On April 3, 1998 — nearly six years ago to the day of Martin’s killing — jurors acquitted Cosby of voluntary and involuntary manslaughter in Walker’s death.

The 1997 stabbing happened shortly after Walker and his friends were ejected from a party at Colony Woods. Walker was involved in a scuffle with someone else at the party and was asked to leave. Just before leaving, he shoved a woman to the pavement, according to testimony.

Cosby testified that he began fighting with Walker, 23, who choked him and threatened to kill him. Cosby admitted pulling out a 4-inch kitchen knife and stabbing Walker several times.

While he was awaiting trial, Cosby wrote a letter to the judge and asked to be let out of jail on Sundays to go to Bible study at the Juvenile Detention Center.

“After accepting God in my life, I study the Bible often,” Cosby wrote. “And I feel like everyone must know that the key to heaven is faith in the Lord.”

Different circumstances

This time, police allege the circumstances are different. Some of the people who attended the party have told police that Martin “was just sitting there” when he was shot and killed, Lt. David Cobb said.

“There was no fight in that apartment, there was nothing going on other than that he got shot,” Cobb said. “There was no indication that anything was going to happen.”

Cobb said Cosby had been staying temporarily at the apartment where Martin’s body was found, a third-story unit in building 10 of Jefferson Commons. Martin was a guest there overnight at what Cobb described as an “after-hours, after a bar party.”

A roommate who’d stayed somewhere else that night came home, found Martin’s body on the floor and called police shortly before 7 a.m. Cobb said the killing happened sometime after 2 a.m., but police didn’t yet know the exact time of death.

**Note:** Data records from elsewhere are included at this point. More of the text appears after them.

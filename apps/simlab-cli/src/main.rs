use std::path::PathBuf;
use std::time::Duration;

use anyhow::{Context, Result};
use clap::{Parser, Subcommand};
use simlab_core::{
    bootstrap, config, presets, CommandMode, LogEvent, Session, SessionError, Settlement,
};
use tokio::io::{AsyncBufReadExt, BufReader};
use tokio::sync::broadcast::error::RecvError;

mod render;
mod repl;

use repl::ReplCommand;

#[derive(Parser)]
#[command(name = "simlab", version, about = "SIM/SMS research console")]
struct Cli {
    /// Configuration file (defaults to configs/simlab.toml when present)
    #[arg(long, env = "SIMLAB_CONFIG", global = true)]
    config: Option<PathBuf>,
    /// Use the offline synthetic oracle regardless of configuration
    #[arg(long, global = true)]
    synthetic: bool,
    #[command(subcommand)]
    command: Commands,
}

#[derive(Subcommand)]
enum Commands {
    /// Interactive console streaming the activity log
    Console,
    /// Decode and analyze one PDU, then exit
    Analyze {
        hex: String,
        /// Print the resulting session state as JSON
        #[arg(long)]
        json: bool,
    },
    /// Run the scripted sequence to completion
    Simulate {
        /// Override the step interval in milliseconds
        #[arg(long)]
        interval_ms: Option<u64>,
    },
    /// List the canned examples
    Examples,
    /// Print the configuration JSON schema
    Schema {
        /// Write to a file instead of stdout
        #[arg(long)]
        out: Option<PathBuf>,
    },
}

fn load_config(cli: &Cli) -> Result<config::Config> {
    let (mut cfg, path) = config::load_effective(cli.config.as_deref())?;
    if let Some(path) = path {
        tracing::info!(path = %path.display(), "configuration loaded");
    }
    if cli.synthetic {
        cfg.oracle.backend = config::BackendKind::Synthetic;
    }
    Ok(cfg)
}

/// Prints log events as they arrive until the channel closes.
fn spawn_log_printer(session: &Session) -> tokio::task::JoinHandle<()> {
    let mut rx = session.subscribe();
    tokio::spawn(async move {
        loop {
            match rx.recv().await {
                Ok(LogEvent::Appended(entry)) => println!("{}", render::entry_line(&entry)),
                Ok(LogEvent::Cleared) => println!("-- log cleared --"),
                Err(RecvError::Lagged(skipped)) => {
                    tracing::warn!(skipped, "log display fell behind");
                }
                Err(RecvError::Closed) => break,
            }
        }
    })
}

fn report(result: Result<Settlement, SessionError>) {
    match result {
        Ok(Settlement::Succeeded) | Ok(Settlement::Failed) => {}
        Ok(Settlement::Discarded) => println!("(result discarded after reset)"),
        Err(err) => eprintln!("refused: {err}"),
    }
}

async fn run_analyze(session: Session, hex: &str, json: bool) -> Result<()> {
    let settlement = session.submit_for_analysis(hex).await?;
    if json {
        println!("{}", serde_json::to_string_pretty(&session.snapshot())?);
        return Ok(());
    }
    for entry in session.log().entries() {
        println!("{}", render::entry_line(&entry));
    }
    if settlement.is_success() {
        let state = session.state();
        if let Some(decoded) = &state.decoded {
            println!("\n{}", render::decoded(decoded));
        }
        if let Some(analysis) = &state.analysis {
            println!("\n{}", render::analysis(analysis));
        }
    }
    Ok(())
}

async fn run_simulation(session: Session) -> Result<()> {
    let printer = spawn_log_printer(&session);
    session.start_simulation()?;
    while session.is_running() || session.pending_followups() > 0 || session.in_flight() {
        tokio::time::sleep(Duration::from_millis(200)).await;
    }
    session.shutdown();
    // Let the printer drain what is already queued.
    tokio::time::sleep(Duration::from_millis(50)).await;
    printer.abort();
    Ok(())
}

fn dispatch(session: &Session, cmd: ReplCommand) -> bool {
    match cmd {
        ReplCommand::Analyze(hex) => {
            let s = session.clone();
            tokio::spawn(async move { report(s.submit_for_analysis(&hex).await) });
        }
        ReplCommand::Import(hex) => {
            let s = session.clone();
            tokio::spawn(async move { report(s.import_params(&hex).await) });
        }
        ReplCommand::Exec(name) => {
            let s = session.clone();
            tokio::spawn(async move {
                report(s.execute_command(&name, CommandMode::Interactive, None).await)
            });
        }
        ReplCommand::Form(params) => {
            let s = session.clone();
            tokio::spawn(async move { report(s.submit_builder_form(params).await) });
        }
        ReplCommand::Topic(topic) => {
            let s = session.clone();
            tokio::spawn(async move {
                report(s.fetch_topic(&topic).await);
                if let Some(info) = s.state().info {
                    println!("# {}\n{}", info.topic, info.body);
                }
            });
        }
        ReplCommand::Env(stk_type) => session.set_stk_type(stk_type),
        ReplCommand::View(view) => session.set_view(view),
        ReplCommand::ToggleSimulation => {
            if let Err(err) = session.toggle_simulation() {
                eprintln!("refused: {err}");
            }
        }
        ReplCommand::Examples => {
            for example in presets::catalog() {
                println!("{}", render::example_row(example));
            }
        }
        ReplCommand::Example(id) => {
            if let Err(err) = session.apply_example_by_id(&id) {
                eprintln!("{err}");
            }
        }
        ReplCommand::DismissAnalysis => session.dismiss_analysis(),
        ReplCommand::DismissCommand => session.dismiss_command(),
        ReplCommand::State => println!("{}", render::state(&session.state())),
        ReplCommand::Reset => session.reset(),
        ReplCommand::Help => println!("{}", repl::HELP),
        ReplCommand::Quit => return false,
    }
    true
}

async fn run_console(session: Session) -> Result<()> {
    let printer = spawn_log_printer(&session);
    println!(
        "simlab console ({} oracle). Type `help` for commands.",
        session.oracle().backend_id()
    );
    let mut lines = BufReader::new(tokio::io::stdin()).lines();
    while let Some(line) = lines.next_line().await.context("reading stdin")? {
        match repl::parse_line(&line) {
            Ok(Some(cmd)) => {
                if !dispatch(&session, cmd) {
                    break;
                }
            }
            Ok(None) => {}
            Err(err) => eprintln!("{err}"),
        }
    }
    session.shutdown();
    printer.abort();
    Ok(())
}

#[tokio::main]
async fn main() -> Result<()> {
    simlab_otel::init_with_default("warn");
    let cli = Cli::parse();
    match &cli.command {
        Commands::Examples => {
            for example in presets::catalog() {
                println!("{}", render::example_row(example));
            }
            Ok(())
        }
        Commands::Schema { out } => {
            let schema = serde_json::to_string_pretty(&config::config_schema_json()?)?;
            match out {
                Some(path) => std::fs::write(path, schema)
                    .with_context(|| format!("writing {}", path.display()))?,
                None => println!("{schema}"),
            }
            Ok(())
        }
        Commands::Console => {
            let cfg = load_config(&cli)?;
            run_console(bootstrap::session_from_config(&cfg)?).await
        }
        Commands::Analyze { hex, json } => {
            let cfg = load_config(&cli)?;
            run_analyze(bootstrap::session_from_config(&cfg)?, hex, *json).await
        }
        Commands::Simulate { interval_ms } => {
            let mut cfg = load_config(&cli)?;
            if let Some(ms) = interval_ms {
                cfg.session.step_interval_ms = *ms;
            }
            run_simulation(bootstrap::session_from_config(&cfg)?).await
        }
    }
}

Investigators are still piecing together what happened based on interviews with nine or 10 witnesses who were at the party, Cobb said. Two witnesses thought to have been with Cosby at the time of the shooting — Alrick A. Johnson, 26, and Brianna Leaire Moten, 19 — turned themselves in for questioning Monday afternoon after police put out an alert asking for the public’s help finding them and Cosby.

First-degree murder is defined as an intentional and premeditated killing, or one that happens “in the commission of, attempt to commit or flight from an inherently dangerous felony.”

Second tragedy

Martin’s death is the second tragedy for his family in recent years. In 1993, his younger sister, Brandy Martin, died in an arson fire. An Even Start classroom at East Heights School was later dedicated in memory of her and LaTonya Farmer, another girl who died in the fire.

Robert Martin served a sentence with the Kansas Department of Corrections after being convicted in the early 1990s of aggravated robbery, state records show. He had been charged 10 times in District Court since 1994 with offenses ranging from aggravated battery to possession of marijuana, but in most cases he was acquitted at trial or had charges dismissed.

Martin’s loved ones said he should be remembered mainly for being someone who loved his family, including his four young children.

“Robert wasn’t just a criminal record,” Guerra, Martin’s friend, said. “He was a person. He had a family. … He wasn’t innocent, but he wasn’t bad, either.”

When Guerra’s son was born, Martin visited her in the hospital and kissed the newborn on the forehead — a gesture she said was his trademark.

“He was really debonair with the ladies, calling them ‘Precious,'” Guerra said. “That was just something that I’ll never forget.”

Guerra said one of the things upsetting Martin’s loved ones was that people who were with him at the party apparently left after the shooting.

“I know that’s something that is tearing his family up right now,” she said. “Robert would have been the first to stand up … if you were in trouble.”